The pooled proportion of early breast cancer at diagnosis is 0.36 with a 95% confidence interval of 0.31 to 0.41

Subgroup analysis and meta regression

In this systematic review and meta-analysis, both subgroup analysis and meta regression were carried out. Accordingly, subgroup analysis described in Table 3 and meta regression described in Table 4.

Table 3 Subgroup analysis based on four study level moderator using predictive interval to assess source of heterogeneity
Table 4 Meta-regression of moderators related to the heterogeneity of included studies in estimating the pooled proportion of early breast cancer at diagnosis among Ethiopia hospital

Publication bias

Publication bias was checked graphically and statistically. On visual inspection of standard funnel plot, it looks there was publication bias (Fig. 4). As the result publication bias was statically evaluated by using the Egger test and it showed that there was no publication bias (p = 0.1486).

Fig. 4
figure 4

Funnel plot testing publication bias (random, N = 41)

Discussion

This systematic review and meta-analysis was conducted to estimate the proportion of early-stage breast cancer at diagnosis among Ethiopian hospitals. Early-stage at diagnosis is one of strongest determinants of survival after breast cancer treatment. When breast cancer is diagnosed at early-stages, there is a higher chance of good outcomes and a higher survival rates [5]. This study showed the pooled prevalence of early-stage breast cancer at diagnosis in Ethiopia was 36.0% which is lower than the target set by GBCI of 60% of breast cancers diagnosed at stages I and II [6]. This pooled proportion of early-stage breast cancer at diagnosis in our study is slightly higher than what was reported in a systematic review and meta-analysis in 17 Sub-Saharan African countries in 2014 (33%). The difference might be because of time and population difference [5]. This low proportion of early-stage breast cancer at diagnosis in Ethiopia contribute to high mortality rates from breast cancer and hence makes it difficult to attain the breast cancer annual mortality reduction target of 2.5% by 2040 envisioned by WHO [6].

Subgroup analysis by site of study showed that there is a slightly higher proportion of early-stage breast cancer detection (39.9%) in Addis Ababa, the capital city, as compared to outside Addis Ababa (29%). This variation between study sites could relate to a difference in the community breast cancer awareness and the availability of diagnostic facilities in Addis Ababa as compared areas outside of the capital city.

There are well-established strategies to improve the early detection of breast cancer. Among these, community health education and awareness about early signs and symptoms of breast cancer, health professionals education at primary healthcare centers on these early signs and breast cancer screening are important [6].

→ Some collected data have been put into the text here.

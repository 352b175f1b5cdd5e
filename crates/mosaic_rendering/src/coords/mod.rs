//! Coordinate spaces.
//!
//! ```text
//! ScreenSpace (device px) ──(p - offset) / scale──► CanvasSpace (logical)
//!                                                     │          │
//!                               floor(p / cell), clamp│          │p * zoom + pan
//!                                                     ▼          ▼
//!                                               GridSpace   WorkspaceSpace
//! ```

mod config;
mod system;
mod transform;

pub use config::{CoordinateSystemConfig, FitMode};
pub use system::CoordinateSystem;
pub use transform::Affine2;
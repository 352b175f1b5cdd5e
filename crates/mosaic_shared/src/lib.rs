//! # MOSAIC Shared
//!
//! Common value types used by the host surface, the rendering coordinator
//! and every layer.
//!
//! ## CRITICAL RULE
//!
//! This crate holds data only. Conversions between coordinate spaces live in
//! `mosaic_rendering::coords`, never here: a point type knows which space it
//! belongs to, not how to leave it.

#![warn(missing_docs)]
#![deny(unsafe_code)]
#![warn(clippy::pedantic)]

pub mod constants;
pub mod layer;
pub mod math;
pub mod message;
pub mod quality;

pub use constants::{
    DEFAULT_MAX_DIRTY_REGIONS, DEFAULT_MESSAGE_CAPACITY, DEFAULT_TARGET_FRAME_MS,
    LAYER_TYPE_COUNT,
};
pub use layer::{LayerSet, RenderLayerType};
pub use math::{CanvasPoint, GridPoint, Rect, ScreenPoint, Size, Vec2, WorkspacePoint};
pub use message::{LayerMessage, MessageKind, MessageOrigin, MessagePayload};
pub use quality::{QualityLevel, QualitySettings};
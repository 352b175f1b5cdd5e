//! # MOSAIC Rendering Coordinator
//!
//! Keeps the puzzle canvas responsive by deciding what to redraw, when, and
//! at which fidelity:
//! - Four coordinate spaces with exact, cached transforms
//! - Three independent layers (static board, dynamic pieces, effects)
//! - Prioritized, coalesced frame requests gated by a per-frame budget
//! - Hysteretic quality adaptation from rolling frame metrics
//!
//! ## Architecture
//!
//! ```text
//! ┌───────────────────────────────────────────────────────────────┐
//! │                     RENDER COORDINATOR                        │
//! ├───────────────────────────────────────────────────────────────┤
//! │  CoordinateSystem   DirtyRegionTracker   MessageBus           │
//! │         │                  │                 │                │
//! │         └──── RenderContext ┴── Layer × 3 ◄───┘                │
//! │                     ▲                                         │
//! │  RenderScheduler ───┘  (FrameBudgetManager gates each drain)  │
//! │         │                                                     │
//! │  PerformanceMetrics ──► QualityAdapter ──► update_quality     │
//! └───────────────────────────────────────────────────────────────┘
//! ```
//!
//! ## Rules
//!
//! - One render thread owns all state; layers never render in parallel
//! - Bad coordinates are recoverable [`DomainError`]s, bad config is fatal
//! - Registering a slot twice or scheduling an empty slot panics

#![warn(missing_docs)]
#![deny(unsafe_code)]
#![deny(clippy::all)]
#![warn(clippy::pedantic)]
#![allow(clippy::module_name_repetitions)]

pub mod config;
pub mod coordinator;
pub mod coords;
pub mod dirty;
pub mod error;
pub mod pipeline;
pub mod quality;

pub use config::RenderConfig;
pub use coordinator::{
    Clock, DebugOverlay, Delivery, Layer, ManualClock, MessageBus, MessagePoster, MetricsSink,
    NullMetricsSink, PerformanceSnapshot, RecordedMetrics, RecordingMetricsSink, RenderContext,
    RenderCoordinator, RenderCoordinatorBuilder, SystemClock, TickReport,
};
pub use coords::{Affine2, CoordinateSystem, CoordinateSystemConfig, FitMode};
pub use dirty::{DirtyRegion, DirtyRegionTracker};
pub use error::{ConfigError, ConfigResult, CoordinateSpace, DomainError, DomainResult};
pub use pipeline::{
    BudgetReport, DrainReport, FrameBudgetManager, FrameMetadata, FrameRequest, Priority,
    RenderQueue, RenderScheduler, ScheduleOutcome, SchedulerStats,
};
pub use quality::{
    ChangeReason, IntervalSample, PerformanceMetrics, QualityAdapter, QualityChange,
    QualitySample, QualityThresholds, SampleVerdict,
};
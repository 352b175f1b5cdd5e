//! Immutable geometry snapshot supplied by the host.

use mosaic_shared::{Rect, Size, Vec2};

use crate::error::{ConfigError, ConfigResult};

/// How the canvas is fitted into the screen.
#[derive(Clone, Copy, Debug, Default, PartialEq, Eq, Hash)]
pub enum FitMode {
    /// Uniform scale, canvas centered with letterboxing.
    #[default]
    Contain,
    /// Independent per-axis scale filling the whole screen.
    Stretch,
}

/// Snapshot of the host surface geometry.
///
/// Never mutated in place: every `with_*` call validates and returns a new
/// snapshot, and the coordinate system drops its cached transforms when the
/// snapshot is replaced.
///
/// Screen size is in logical pixels; screen points are in device pixels
/// (logical × `device_pixel_ratio`).
#[derive(Clone, Debug, PartialEq)]
pub struct CoordinateSystemConfig {
    device_pixel_ratio: f64,
    screen_size: Size,
    canvas_size: Size,
    grid_cols: u32,
    grid_rows: u32,
    workspace_bounds: Rect,
    zoom: f64,
    pan: Vec2,
    fit: FitMode,
}

impl CoordinateSystemConfig {
    /// Creates a config with unit pixel ratio, unit zoom, no pan, and
    /// workspace bounds equal to the canvas.
    ///
    /// # Errors
    ///
    /// Returns [`ConfigError`] if either size is not strictly positive or
    /// the grid has no cells.
    pub fn new(
        screen_size: Size,
        canvas_size: Size,
        grid_cols: u32,
        grid_rows: u32,
    ) -> ConfigResult<Self> {
        let config = Self {
            device_pixel_ratio: 1.0,
            screen_size,
            canvas_size,
            grid_cols,
            grid_rows,
            workspace_bounds: Rect::from_size(canvas_size),
            zoom: 1.0,
            pan: Vec2::ZERO,
            fit: FitMode::Contain,
        };
        config.validate()?;
        Ok(config)
    }

    /// Returns a copy with a new device pixel ratio.
    ///
    /// # Errors
    ///
    /// Returns [`ConfigError`] if the ratio is not strictly positive.
    pub fn with_device_pixel_ratio(&self, ratio: f64) -> ConfigResult<Self> {
        self.replaced(|c| c.device_pixel_ratio = ratio)
    }

    /// Returns a copy with a new screen size.
    ///
    /// # Errors
    ///
    /// Returns [`ConfigError`] if the size is not strictly positive.
    pub fn with_screen_size(&self, size: Size) -> ConfigResult<Self> {
        self.replaced(|c| c.screen_size = size)
    }

    /// Returns a copy with a new zoom level.
    ///
    /// # Errors
    ///
    /// Returns [`ConfigError`] if the zoom is not strictly positive.
    pub fn with_zoom(&self, zoom: f64) -> ConfigResult<Self> {
        self.replaced(|c| c.zoom = zoom)
    }

    /// Returns a copy with a new pan offset.
    ///
    /// # Errors
    ///
    /// Returns [`ConfigError`] if the offset is not finite.
    pub fn with_pan(&self, pan: Vec2) -> ConfigResult<Self> {
        self.replaced(|c| c.pan = pan)
    }

    /// Returns a copy with new workspace bounds.
    ///
    /// # Errors
    ///
    /// Returns [`ConfigError`] if the bounds are empty or not finite.
    pub fn with_workspace_bounds(&self, bounds: Rect) -> ConfigResult<Self> {
        self.replaced(|c| c.workspace_bounds = bounds)
    }

    /// Returns a copy with a different fit mode.
    #[must_use]
    pub fn with_fit(&self, fit: FitMode) -> Self {
        Self { fit, ..self.clone() }
    }

    fn replaced(&self, edit: impl FnOnce(&mut Self)) -> ConfigResult<Self> {
        let mut next = self.clone();
        edit(&mut next);
        next.validate()?;
        Ok(next)
    }

    fn validate(&self) -> ConfigResult<()> {
        check_size("screen_size", self.screen_size)?;
        check_size("canvas_size", self.canvas_size)?;
        check_positive("device_pixel_ratio", self.device_pixel_ratio)?;
        check_positive("zoom", self.zoom)?;
        if self.grid_cols == 0 || self.grid_rows == 0 {
            return Err(ConfigError::EmptyGrid {
                cols: self.grid_cols,
                rows: self.grid_rows,
            });
        }
        if !self.pan.is_finite() {
            return Err(ConfigError::NonFinite { field: "pan" });
        }
        let bounds = self.workspace_bounds;
        if !bounds.is_finite() {
            return Err(ConfigError::NonFinite {
                field: "workspace_bounds",
            });
        }
        check_size("workspace_bounds", Size::new(bounds.width, bounds.height))
    }

    /// Device pixels per logical screen pixel.
    #[must_use]
    pub fn device_pixel_ratio(&self) -> f64 {
        self.device_pixel_ratio
    }

    /// Screen size in logical pixels.
    #[must_use]
    pub fn screen_size(&self) -> Size {
        self.screen_size
    }

    /// Canvas size in canvas units.
    #[must_use]
    pub fn canvas_size(&self) -> Size {
        self.canvas_size
    }

    /// Grid column count.
    #[must_use]
    pub fn grid_cols(&self) -> u32 {
        self.grid_cols
    }

    /// Grid row count.
    #[must_use]
    pub fn grid_rows(&self) -> u32 {
        self.grid_rows
    }

    /// Bounds drag interactions are clamped to.
    #[must_use]
    pub fn workspace_bounds(&self) -> Rect {
        self.workspace_bounds
    }

    /// Zoom factor.
    #[must_use]
    pub fn zoom(&self) -> f64 {
        self.zoom
    }

    /// Pan offset in workspace units.
    #[must_use]
    pub fn pan(&self) -> Vec2 {
        self.pan
    }

    /// Fit mode.
    #[must_use]
    pub fn fit(&self) -> FitMode {
        self.fit
    }
}

fn check_size(field: &'static str, size: Size) -> ConfigResult<()> {
    if size.is_positive() {
        Ok(())
    } else {
        Err(ConfigError::NonPositiveSize {
            field,
            width: size.width,
            height: size.height,
        })
    }
}

fn check_positive(field: &'static str, value: f64) -> ConfigResult<()> {
    if value.is_finite() && value > 0.0 {
        Ok(())
    } else {
        Err(ConfigError::NonPositiveValue { field, value })
    }
}
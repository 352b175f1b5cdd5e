//! Tiered FIFO queue with coalescing.

use std::collections::VecDeque;
use std::time::Duration;

use mosaic_shared::LayerSet;

use super::request::{FrameMetadata, FrameRequest, Priority};

/// How a push was absorbed.
#[derive(Clone, Copy, Debug, PartialEq, Eq)]
pub enum PushOutcome {
    /// Appended as a new request.
    Enqueued,
    /// Merged into an existing request of the same tier.
    Coalesced,
}

/// One FIFO per priority tier.
///
/// Within a tier no two requests share a layer: a push that overlaps queued
/// requests is merged into the earliest of them, and any others it now
/// overlaps are folded in too.
#[derive(Debug, Default)]
pub struct RenderQueue {
    tiers: [VecDeque<FrameRequest>; 4],
    next_sequence: u64,
}

impl RenderQueue {
    /// Creates an empty queue.
    #[must_use]
    pub fn new() -> Self {
        Self::default()
    }

    /// Adds a request, coalescing with overlapping same-tier requests.
    pub fn push(
        &mut self,
        layers: LayerSet,
        priority: Priority,
        timestamp: Duration,
        metadata: FrameMetadata,
    ) -> PushOutcome {
        let tier = &mut self.tiers[priority.index()];

        let Some(first) = tier.iter().position(|r| r.layers.intersects(layers)) else {
            tier.push_back(FrameRequest {
                layers,
                priority,
                timestamp,
                metadata,
                sequence: self.next_sequence,
            });
            self.next_sequence += 1;
            return PushOutcome::Enqueued;
        };

        let mut merged = tier[first].layers.union(layers);
        let mut merged_meta = tier[first].metadata.merge(metadata);
        // Later requests the grown set now overlaps.
        let mut i = first + 1;
        while i < tier.len() {
            if tier[i].layers.intersects(merged) {
                if let Some(absorbed) = tier.remove(i) {
                    merged = merged.union(absorbed.layers);
                    merged_meta = merged_meta.merge(absorbed.metadata);
                }
            } else {
                i += 1;
            }
        }
        let target = &mut tier[first];
        target.layers = merged;
        target.metadata = merged_meta;
        PushOutcome::Coalesced
    }

    /// Oldest request of a tier.
    #[must_use]
    pub fn front(&self, priority: Priority) -> Option<&FrameRequest> {
        self.tiers[priority.index()].front()
    }

    /// Removes the oldest request of a tier.
    pub fn pop_front(&mut self, priority: Priority) -> Option<FrameRequest> {
        self.tiers[priority.index()].pop_front()
    }

    /// Removes the next request in drain order.
    pub fn pop_next(&mut self) -> Option<FrameRequest> {
        self.tiers.iter_mut().find_map(VecDeque::pop_front)
    }

    /// Requests in drain order.
    pub fn iter(&self) -> impl Iterator<Item = &FrameRequest> {
        self.tiers.iter().flatten()
    }

    /// Requests queued in one tier.
    #[must_use]
    pub fn tier_len(&self, priority: Priority) -> usize {
        self.tiers[priority.index()].len()
    }

    /// Total queued requests.
    #[must_use]
    pub fn len(&self) -> usize {
        self.tiers.iter().map(VecDeque::len).sum()
    }

    /// True if nothing is queued.
    #[must_use]
    pub fn is_empty(&self) -> bool {
        self.tiers.iter().all(VecDeque::is_empty)
    }

    /// Union of every queued layer set.
    #[must_use]
    pub fn pending_layers(&self) -> LayerSet {
        self.iter().fold(LayerSet::EMPTY, |acc, r| acc.union(r.layers))
    }

    /// Discards everything.
    pub fn clear(&mut self) {
        self.tiers.iter_mut().for_each(VecDeque::clear);
    }
}
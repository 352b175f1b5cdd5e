//! Simulated canvas layers.
//!
//! No pixels are produced. Each layer does the bookkeeping a real renderer
//! would (which cells, how many pieces, how many particles) and spends time
//! on a [`ManualClock`] proportional to that work and to the quality level.

use std::time::Duration;

use mosaic_rendering::{Layer, ManualClock, RenderContext};
use mosaic_shared::{
    CanvasPoint, GridPoint, LayerMessage, MessageKind, MessagePayload, QualityLevel,
    QualitySettings, WorkspacePoint,
};

/// Frames a spawned burst stays alive.
pub const BURST_FRAMES: u32 = 30;

/// Particles one burst emits at most.
pub const PARTICLES_PER_BURST: u32 = 120;

/// Linear render-cost model: `base + per_item × items`, scaled by the
/// render-target area.
#[derive(Clone, Copy, Debug, PartialEq)]
pub struct CostModel {
    /// Fixed cost per render
    pub base: Duration,
    /// Cost per drawn item
    pub per_item: Duration,
}

impl CostModel {
    /// Creates a cost model.
    #[must_use]
    pub const fn new(base: Duration, per_item: Duration) -> Self {
        Self { base, per_item }
    }

    /// Cost of drawing `items` at `resolution_scale`.
    #[must_use]
    pub fn cost(&self, items: u32, resolution_scale: f64) -> Duration {
        let area = resolution_scale * resolution_scale;
        (self.base + self.per_item * items).mul_f64(area.max(0.0))
    }
}

/// Spends simulated render time.
#[derive(Clone, Debug)]
pub struct SimulatedWork {
    clock: ManualClock,
    model: CostModel,
}

impl SimulatedWork {
    /// Work charged to `clock`.
    #[must_use]
    pub fn new(clock: ManualClock, model: CostModel) -> Self {
        Self { clock, model }
    }

    /// Advances the clock by the cost of `items`, returns the cost.
    pub fn spend(&self, items: u32, settings: &QualitySettings) -> Duration {
        let cost = self.model.cost(items, settings.resolution_scale);
        self.clock.advance(cost);
        cost
    }
}

fn cell_index(g: GridPoint, cols: u32, rows: u32) -> Option<usize> {
    let x = u32::try_from(g.x).ok().filter(|&x| x < cols)?;
    let y = u32::try_from(g.y).ok().filter(|&y| y < rows)?;
    usize::try_from(y * cols + x).ok()
}

// =============================================================================
// STATIC: BOARD
// =============================================================================

/// The puzzle board: grid lines and filled cells.
///
/// Redraws only the cells under the frame's dirty regions, or everything
/// when the frame carries none.
#[derive(Debug)]
pub struct BoardLayer {
    work: SimulatedWork,
    cols: u32,
    rows: u32,
    filled: Vec<bool>,
    quality: QualityLevel,
    needs_update: bool,
    renders: u64,
    last_cells_drawn: u32,
}

impl BoardLayer {
    /// Empty `cols × rows` board.
    #[must_use]
    pub fn new(work: SimulatedWork, cols: u32, rows: u32) -> Self {
        Self {
            work,
            cols,
            rows,
            filled: vec![false; (cols * rows) as usize],
            quality: QualityLevel::High,
            needs_update: false,
            renders: 0,
            last_cells_drawn: 0,
        }
    }

    /// Filled cell count.
    #[must_use]
    pub fn filled_cells(&self) -> usize {
        self.filled.iter().filter(|&&f| f).count()
    }

    /// True if the cell holds a snapped piece.
    #[must_use]
    pub fn is_filled(&self, g: GridPoint) -> bool {
        cell_index(g, self.cols, self.rows).is_some_and(|i| self.filled[i])
    }

    /// Quality level last applied.
    #[must_use]
    pub fn quality(&self) -> QualityLevel {
        self.quality
    }

    /// Render count.
    #[must_use]
    pub fn renders(&self) -> u64 {
        self.renders
    }

    /// Cells redrawn by the last render.
    #[must_use]
    pub fn last_cells_drawn(&self) -> u32 {
        self.last_cells_drawn
    }
}

impl Layer for BoardLayer {
    fn render(&mut self, ctx: &RenderContext<'_>) {
        let cells = if ctx.dirty_regions.is_empty() {
            self.cols * self.rows
        } else {
            let mut drawn = 0;
            for y in 0..self.rows {
                for x in 0..self.cols {
                    #[allow(clippy::cast_possible_wrap)]
                    let rect = ctx.coords.cell_rect(GridPoint::new(x as i32, y as i32));
                    if ctx.dirty_regions.iter().any(|r| r.rect.intersects(&rect)) {
                        drawn += 1;
                    }
                }
            }
            drawn
        };
        self.work.spend(cells, &ctx.settings);
        self.last_cells_drawn = cells;
        self.renders += 1;
        self.needs_update = false;
    }

    fn handle_message(&mut self, message: &LayerMessage) {
        if let (MessageKind::PieceSnapped, MessagePayload::Grid(g)) = (message.kind, &message.payload) {
            if let Some(i) = cell_index(*g, self.cols, self.rows) {
                self.filled[i] = true;
                self.needs_update = true;
            }
        }
    }

    fn update_quality(&mut self, level: QualityLevel) {
        self.quality = level;
    }

    fn needs_update(&self) -> bool {
        self.needs_update
    }

    fn mark_needs_update(&mut self) {
        self.needs_update = true;
    }
}

// =============================================================================
// DYNAMIC: PIECES
// =============================================================================

/// Loose pieces and the piece under the pointer.
#[derive(Debug)]
pub struct PiecesLayer {
    work: SimulatedWork,
    total: u32,
    placed: u32,
    held: Option<WorkspacePoint>,
    settings: QualitySettings,
    needs_update: bool,
    renders: u64,
}

impl PiecesLayer {
    /// Layer with `total` loose pieces.
    #[must_use]
    pub fn new(work: SimulatedWork, total: u32) -> Self {
        Self {
            work,
            total,
            placed: 0,
            held: None,
            settings: QualityLevel::High.settings(),
            needs_update: false,
            renders: 0,
        }
    }

    /// Pieces not yet snapped.
    #[must_use]
    pub fn loose(&self) -> u32 {
        self.total - self.placed
    }

    /// Workspace position of the held piece.
    #[must_use]
    pub fn held(&self) -> Option<WorkspacePoint> {
        self.held
    }

    /// Render count.
    #[must_use]
    pub fn renders(&self) -> u64 {
        self.renders
    }
}

impl Layer for PiecesLayer {
    fn render(&mut self, ctx: &RenderContext<'_>) {
        let mut items = self.loose();
        if self.settings.shadows {
            items *= 2;
        }
        if self.held.is_some() && self.settings.trails {
            items += 8;
        }
        self.work.spend(items, &ctx.settings);
        self.renders += 1;
        self.needs_update = false;
    }

    fn handle_message(&mut self, message: &LayerMessage) {
        match (message.kind, &message.payload) {
            (MessageKind::PieceDragStart, _) => {
                self.held = Some(WorkspacePoint::ORIGIN);
            }
            (MessageKind::PieceDragMove, MessagePayload::Workspace(p)) => {
                self.held = Some(*p);
            }
            (MessageKind::PieceDrop, _) => {
                self.held = None;
            }
            (MessageKind::PieceSnapped, _) => {
                self.placed = (self.placed + 1).min(self.total);
            }
            _ => return,
        }
        self.needs_update = true;
    }

    fn update_quality(&mut self, level: QualityLevel) {
        self.settings = level.settings();
    }

    fn needs_update(&self) -> bool {
        self.needs_update
    }

    fn mark_needs_update(&mut self) {
        self.needs_update = true;
    }
}

// =============================================================================
// EFFECTS: PARTICLES
// =============================================================================

#[derive(Clone, Copy, Debug)]
struct Burst {
    at: CanvasPoint,
    frames_left: u32,
}

/// Particle bursts. Stays flagged while any burst is alive, so the host
/// keeps scheduling it until the animation ends.
#[derive(Debug)]
pub struct EffectsLayer {
    work: SimulatedWork,
    bursts: Vec<Burst>,
    settings: QualitySettings,
    needs_update: bool,
    renders: u64,
    particles_drawn: u64,
}

impl EffectsLayer {
    /// Idle effects layer.
    #[must_use]
    pub fn new(work: SimulatedWork) -> Self {
        Self {
            work,
            bursts: Vec::new(),
            settings: QualityLevel::High.settings(),
            needs_update: false,
            renders: 0,
            particles_drawn: 0,
        }
    }

    /// Live bursts.
    #[must_use]
    pub fn active_bursts(&self) -> usize {
        self.bursts.len()
    }

    /// Canvas origins of the live bursts.
    pub fn burst_origins(&self) -> impl Iterator<Item = CanvasPoint> + '_ {
        self.bursts.iter().map(|b| b.at)
    }

    /// Particles drawn since construction.
    #[must_use]
    pub fn particles_drawn(&self) -> u64 {
        self.particles_drawn
    }

    /// Render count.
    #[must_use]
    pub fn renders(&self) -> u64 {
        self.renders
    }

    fn live_particles(&self) -> u32 {
        let per_burst = PARTICLES_PER_BURST.min(self.settings.max_particles);
        let total = u32::try_from(self.bursts.len()).unwrap_or(u32::MAX).saturating_mul(per_burst);
        total.min(self.settings.max_particles)
    }
}

impl Layer for EffectsLayer {
    fn render(&mut self, ctx: &RenderContext<'_>) {
        let particles = self.live_particles();
        let glow = if self.settings.glow { particles / 4 } else { 0 };
        self.work.spend(particles + glow, &ctx.settings);
        self.particles_drawn += u64::from(particles);
        self.renders += 1;

        for burst in &mut self.bursts {
            burst.frames_left = burst.frames_left.saturating_sub(1);
        }
        self.bursts.retain(|b| b.frames_left > 0);
        self.needs_update = !self.bursts.is_empty();
    }

    fn handle_message(&mut self, message: &LayerMessage) {
        if let (MessageKind::SpawnEffect, MessagePayload::Canvas(at)) = (message.kind, &message.payload) {
            if self.settings.particles {
                self.bursts.push(Burst {
                    at: *at,
                    frames_left: BURST_FRAMES,
                });
                self.needs_update = true;
            }
        }
    }

    fn update_quality(&mut self, level: QualityLevel) {
        self.settings = level.settings();
        if !self.settings.particles {
            self.bursts.clear();
        }
    }

    fn needs_update(&self) -> bool {
        self.needs_update
    }

    fn mark_needs_update(&mut self) {
        self.needs_update = true;
    }
}

#[cfg(test)]
mod tests {
    use mosaic_rendering::{Clock, CoordinateSystem, CoordinateSystemConfig, DirtyRegion};
    use mosaic_shared::{MessageOrigin, Rect, RenderLayerType, Size};

    use super::*;

    const US: Duration = Duration::from_micros(1);

    fn coords() -> CoordinateSystem {
        CoordinateSystem::new(
            CoordinateSystemConfig::new(Size::new(800.0, 600.0), Size::new(400.0, 300.0), 10, 8)
                .unwrap(),
        )
    }

    fn ctx<'a>(
        coords: &'a CoordinateSystem,
        dirty: &'a [DirtyRegion],
        level: QualityLevel,
    ) -> RenderContext<'a> {
        RenderContext {
            frame_index: 1,
            quality: level,
            settings: level.settings(),
            coords,
            dirty_regions: dirty,
        }
    }

    fn work(clock: &ManualClock) -> SimulatedWork {
        SimulatedWork::new(clock.clone(), CostModel::new(Duration::ZERO, US))
    }

    fn snapped(g: GridPoint) -> LayerMessage {
        LayerMessage::broadcast(MessageKind::PieceSnapped, MessageOrigin::Host, MessagePayload::Grid(g))
    }

    #[test]
    fn test_cost_scales_with_area() {
        let model = CostModel::new(Duration::from_micros(100), Duration::from_micros(10));
        assert_eq!(model.cost(10, 1.0), Duration::from_micros(200));
        assert_eq!(model.cost(10, 0.5), Duration::from_micros(50));
    }

    #[test]
    fn test_board_redraws_only_dirty_cells() {
        let clock = ManualClock::new();
        let coords = coords();
        let mut board = BoardLayer::new(work(&clock), 10, 8);

        board.render(&ctx(&coords, &[], QualityLevel::High));
        assert_eq!(board.last_cells_drawn(), 80);

        // Strictly inside cell (2, 2): 40 x 37.5 cells.
        let dirty = [DirtyRegion {
            rect: Rect::new(85.0, 80.0, 10.0, 10.0),
            generation: 0,
        }];
        board.render(&ctx(&coords, &dirty, QualityLevel::High));
        assert_eq!(board.last_cells_drawn(), 1);
        assert_eq!(clock.now(), Duration::from_micros(81));
    }

    #[test]
    fn test_board_fills_snapped_cells() {
        let clock = ManualClock::new();
        let mut board = BoardLayer::new(work(&clock), 10, 8);
        board.handle_message(&snapped(GridPoint::new(3, 4)));
        board.handle_message(&snapped(GridPoint::new(30, 4)));
        assert!(board.is_filled(GridPoint::new(3, 4)));
        assert_eq!(board.filled_cells(), 1);
        assert!(board.needs_update());
    }

    #[test]
    fn test_pieces_track_drag() {
        let clock = ManualClock::new();
        let mut pieces = PiecesLayer::new(work(&clock), 80);
        let to = |kind, payload| LayerMessage::directed(kind, MessageOrigin::Host, RenderLayerType::Dynamic, payload);

        pieces.handle_message(&to(MessageKind::PieceDragStart, MessagePayload::None));
        let p = WorkspacePoint::new(12.0, 34.0);
        pieces.handle_message(&to(MessageKind::PieceDragMove, MessagePayload::Workspace(p)));
        assert_eq!(pieces.held(), Some(p));
        pieces.handle_message(&to(MessageKind::PieceDrop, MessagePayload::None));
        pieces.handle_message(&snapped(GridPoint::new(0, 0)));
        assert_eq!(pieces.held(), None);
        assert_eq!(pieces.loose(), 79);
    }

    #[test]
    fn test_effects_burst_lifetime() {
        let clock = ManualClock::new();
        let coords = coords();
        let mut effects = EffectsLayer::new(work(&clock));
        effects.handle_message(&LayerMessage::directed(
            MessageKind::SpawnEffect,
            MessageOrigin::Host,
            RenderLayerType::Effects,
            MessagePayload::Canvas(CanvasPoint::new(10.0, 10.0)),
        ));
        assert_eq!(effects.active_bursts(), 1);
        assert_eq!(effects.burst_origins().next(), Some(CanvasPoint::new(10.0, 10.0)));

        let mut frames = 0;
        while effects.needs_update() {
            effects.render(&ctx(&coords, &[], QualityLevel::High));
            frames += 1;
        }
        assert_eq!(frames, BURST_FRAMES);
        assert_eq!(effects.particles_drawn(), u64::from(BURST_FRAMES * PARTICLES_PER_BURST));
    }

    #[test]
    fn test_low_quality_disables_particles() {
        let clock = ManualClock::new();
        let mut effects = EffectsLayer::new(work(&clock));
        let spawn = LayerMessage::directed(
            MessageKind::SpawnEffect,
            MessageOrigin::Host,
            RenderLayerType::Effects,
            MessagePayload::Canvas(CanvasPoint::ORIGIN),
        );
        effects.handle_message(&spawn);
        effects.update_quality(QualityLevel::Low);
        assert_eq!(effects.active_bursts(), 0);
        effects.handle_message(&spawn);
        assert_eq!(effects.active_bursts(), 0);
    }
}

Since breast cancer advanced care is limited to few hospitals in Ethiopia, the Government should adopt and work practically to implement some of said strategies at the primary healthcare level to facilitate the early detection of breast cancer cases. The Ministry of Health must focus on addressing the delays in diagnosis of symptomatic breast cancers to reduce the current high mortality rates breast cancer in Ethiopia. Additionally, there is also strong need for expansion of mammography for the screening of breast cancer to detect it at the early-stage in order to lower the number of preventable deaths of women with a breast cancer diagnosis. We recommend that the Ministry of Health give special focus on methods of early diagnoses of breast cancer to reduce the current high mortality rates of women with breast cancer in Ethiopia. Additionally, in settings with diagnostic capacity and access to effective cancer treatment, screening mammography could be considered.

Conclusion

Early breast cancer detection rates in Ethiopia are very low. To reduce breast cancer mortality rates to meet GBCI’s targets, the Ethiopian government should work strongly on the early detection of breast cancer. The Ethiopian Ministry of Health, different non-governmental organizations, Ethiopian Women’s Affair and Health Workers, and health care professionals should work on incorporating evidence-based methods of early breast cancer detection in Ethiopia.